**INSTRUCTIONS TO FOLLOW**
Pick out each line below containing "vitals".

#### RECORDS FOR PROCESSING ####

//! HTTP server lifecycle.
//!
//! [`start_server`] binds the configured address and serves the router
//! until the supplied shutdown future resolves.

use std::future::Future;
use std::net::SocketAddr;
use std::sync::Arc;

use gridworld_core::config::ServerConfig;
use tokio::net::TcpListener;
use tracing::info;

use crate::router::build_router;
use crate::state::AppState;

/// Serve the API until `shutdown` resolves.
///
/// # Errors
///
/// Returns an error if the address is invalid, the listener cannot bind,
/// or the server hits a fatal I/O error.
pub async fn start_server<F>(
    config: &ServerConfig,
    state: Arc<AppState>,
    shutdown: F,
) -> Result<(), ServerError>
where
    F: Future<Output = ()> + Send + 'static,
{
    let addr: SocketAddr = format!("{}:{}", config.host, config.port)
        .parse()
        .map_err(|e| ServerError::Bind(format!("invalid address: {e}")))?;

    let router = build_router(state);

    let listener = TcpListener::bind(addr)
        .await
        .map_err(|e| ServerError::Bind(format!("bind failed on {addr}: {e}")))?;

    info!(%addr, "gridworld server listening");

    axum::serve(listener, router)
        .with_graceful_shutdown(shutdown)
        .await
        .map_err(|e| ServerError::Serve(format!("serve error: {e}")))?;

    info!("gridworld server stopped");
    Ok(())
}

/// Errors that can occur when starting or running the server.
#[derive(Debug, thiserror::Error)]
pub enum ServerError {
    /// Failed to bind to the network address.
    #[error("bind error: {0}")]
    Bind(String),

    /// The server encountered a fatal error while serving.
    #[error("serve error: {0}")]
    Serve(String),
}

####
#### RECORDS FOR PROCESSING ####

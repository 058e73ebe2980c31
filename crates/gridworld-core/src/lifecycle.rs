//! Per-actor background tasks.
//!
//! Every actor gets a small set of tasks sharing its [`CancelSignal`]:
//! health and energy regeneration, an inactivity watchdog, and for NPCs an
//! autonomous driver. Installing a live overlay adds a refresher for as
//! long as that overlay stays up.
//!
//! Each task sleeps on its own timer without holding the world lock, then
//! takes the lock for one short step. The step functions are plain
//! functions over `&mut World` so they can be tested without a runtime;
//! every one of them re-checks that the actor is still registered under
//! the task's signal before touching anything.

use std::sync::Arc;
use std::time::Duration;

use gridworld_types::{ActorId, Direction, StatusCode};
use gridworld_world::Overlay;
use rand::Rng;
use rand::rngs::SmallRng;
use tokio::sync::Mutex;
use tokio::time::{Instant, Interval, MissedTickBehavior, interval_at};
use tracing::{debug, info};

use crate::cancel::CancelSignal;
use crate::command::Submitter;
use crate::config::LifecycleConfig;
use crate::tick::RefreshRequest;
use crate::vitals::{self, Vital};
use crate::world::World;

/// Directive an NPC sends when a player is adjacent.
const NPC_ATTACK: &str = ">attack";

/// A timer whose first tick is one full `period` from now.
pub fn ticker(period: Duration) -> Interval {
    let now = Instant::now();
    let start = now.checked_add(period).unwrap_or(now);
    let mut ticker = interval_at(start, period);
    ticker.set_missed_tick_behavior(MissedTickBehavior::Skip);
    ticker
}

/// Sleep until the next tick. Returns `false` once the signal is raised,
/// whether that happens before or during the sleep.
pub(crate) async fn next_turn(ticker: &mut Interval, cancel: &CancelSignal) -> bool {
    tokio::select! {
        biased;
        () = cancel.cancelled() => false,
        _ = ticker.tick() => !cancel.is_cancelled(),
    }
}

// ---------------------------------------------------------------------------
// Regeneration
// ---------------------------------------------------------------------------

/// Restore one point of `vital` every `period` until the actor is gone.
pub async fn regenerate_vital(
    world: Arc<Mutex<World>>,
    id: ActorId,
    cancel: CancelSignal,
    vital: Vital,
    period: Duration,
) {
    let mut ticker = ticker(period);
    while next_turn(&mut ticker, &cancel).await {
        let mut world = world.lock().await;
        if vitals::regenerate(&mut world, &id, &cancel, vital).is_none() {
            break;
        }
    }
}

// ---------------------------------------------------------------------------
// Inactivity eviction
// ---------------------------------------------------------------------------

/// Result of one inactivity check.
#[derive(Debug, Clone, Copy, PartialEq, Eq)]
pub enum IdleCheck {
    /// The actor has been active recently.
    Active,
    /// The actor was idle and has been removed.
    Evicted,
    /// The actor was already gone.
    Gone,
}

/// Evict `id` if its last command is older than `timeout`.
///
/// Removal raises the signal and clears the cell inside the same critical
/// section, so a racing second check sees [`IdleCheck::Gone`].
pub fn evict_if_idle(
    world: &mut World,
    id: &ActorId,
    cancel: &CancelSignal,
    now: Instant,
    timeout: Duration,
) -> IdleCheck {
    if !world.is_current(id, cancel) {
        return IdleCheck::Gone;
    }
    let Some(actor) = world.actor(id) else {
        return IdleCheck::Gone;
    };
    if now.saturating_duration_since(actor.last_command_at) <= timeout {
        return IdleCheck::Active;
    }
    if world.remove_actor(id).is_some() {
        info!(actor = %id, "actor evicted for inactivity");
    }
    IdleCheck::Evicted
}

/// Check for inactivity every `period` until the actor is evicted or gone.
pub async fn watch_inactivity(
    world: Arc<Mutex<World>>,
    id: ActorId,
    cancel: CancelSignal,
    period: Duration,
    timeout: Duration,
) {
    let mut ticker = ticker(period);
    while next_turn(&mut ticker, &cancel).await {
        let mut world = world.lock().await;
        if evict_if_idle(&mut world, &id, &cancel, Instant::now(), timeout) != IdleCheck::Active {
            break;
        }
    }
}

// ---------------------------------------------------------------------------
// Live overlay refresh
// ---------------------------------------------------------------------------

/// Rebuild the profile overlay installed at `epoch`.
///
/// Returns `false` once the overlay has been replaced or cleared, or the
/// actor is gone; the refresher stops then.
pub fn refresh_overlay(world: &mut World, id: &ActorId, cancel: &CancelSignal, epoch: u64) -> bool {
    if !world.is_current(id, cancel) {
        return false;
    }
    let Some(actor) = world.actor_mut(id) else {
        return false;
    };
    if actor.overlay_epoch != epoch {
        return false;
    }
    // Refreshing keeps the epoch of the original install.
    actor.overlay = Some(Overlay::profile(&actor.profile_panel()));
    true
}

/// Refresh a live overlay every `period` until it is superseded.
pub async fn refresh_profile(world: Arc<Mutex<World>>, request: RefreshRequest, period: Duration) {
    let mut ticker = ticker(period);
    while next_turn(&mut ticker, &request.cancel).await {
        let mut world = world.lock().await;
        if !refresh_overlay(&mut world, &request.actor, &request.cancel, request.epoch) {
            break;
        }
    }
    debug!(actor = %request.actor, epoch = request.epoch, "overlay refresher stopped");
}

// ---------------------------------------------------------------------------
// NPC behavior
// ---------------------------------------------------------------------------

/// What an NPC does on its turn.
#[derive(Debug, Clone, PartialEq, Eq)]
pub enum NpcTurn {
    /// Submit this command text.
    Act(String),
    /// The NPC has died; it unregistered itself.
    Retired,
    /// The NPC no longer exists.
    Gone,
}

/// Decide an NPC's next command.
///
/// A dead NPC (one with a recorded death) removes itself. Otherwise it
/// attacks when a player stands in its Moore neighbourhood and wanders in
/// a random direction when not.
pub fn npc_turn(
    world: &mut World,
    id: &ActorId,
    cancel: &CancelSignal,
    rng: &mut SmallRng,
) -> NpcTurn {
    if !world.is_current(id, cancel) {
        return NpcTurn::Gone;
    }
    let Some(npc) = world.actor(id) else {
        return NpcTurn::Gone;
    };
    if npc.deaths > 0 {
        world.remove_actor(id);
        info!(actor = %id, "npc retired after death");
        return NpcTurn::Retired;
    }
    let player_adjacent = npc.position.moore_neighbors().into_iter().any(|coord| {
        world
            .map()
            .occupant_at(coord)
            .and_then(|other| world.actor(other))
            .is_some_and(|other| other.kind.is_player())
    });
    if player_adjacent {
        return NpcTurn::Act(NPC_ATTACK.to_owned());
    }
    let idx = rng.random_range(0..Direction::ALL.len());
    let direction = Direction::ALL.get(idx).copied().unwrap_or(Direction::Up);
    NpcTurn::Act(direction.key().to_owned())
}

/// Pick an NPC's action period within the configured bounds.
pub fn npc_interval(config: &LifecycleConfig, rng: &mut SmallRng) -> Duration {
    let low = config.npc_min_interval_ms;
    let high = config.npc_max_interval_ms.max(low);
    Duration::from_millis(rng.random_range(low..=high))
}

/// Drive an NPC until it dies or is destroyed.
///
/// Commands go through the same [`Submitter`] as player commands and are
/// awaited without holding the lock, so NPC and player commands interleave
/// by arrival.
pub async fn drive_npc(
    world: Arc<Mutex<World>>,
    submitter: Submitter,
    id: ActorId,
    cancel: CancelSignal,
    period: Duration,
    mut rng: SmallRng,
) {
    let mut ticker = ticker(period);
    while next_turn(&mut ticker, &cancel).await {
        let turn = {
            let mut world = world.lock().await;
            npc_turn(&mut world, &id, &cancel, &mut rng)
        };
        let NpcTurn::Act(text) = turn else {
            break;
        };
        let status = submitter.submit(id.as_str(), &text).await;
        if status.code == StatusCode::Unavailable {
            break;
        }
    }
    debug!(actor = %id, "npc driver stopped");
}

####

**EXERCISE RESULT**
use crate::vitals::{self, Vital};
        if vitals::regenerate(&mut world, &id, &cancel, vital).is_none() {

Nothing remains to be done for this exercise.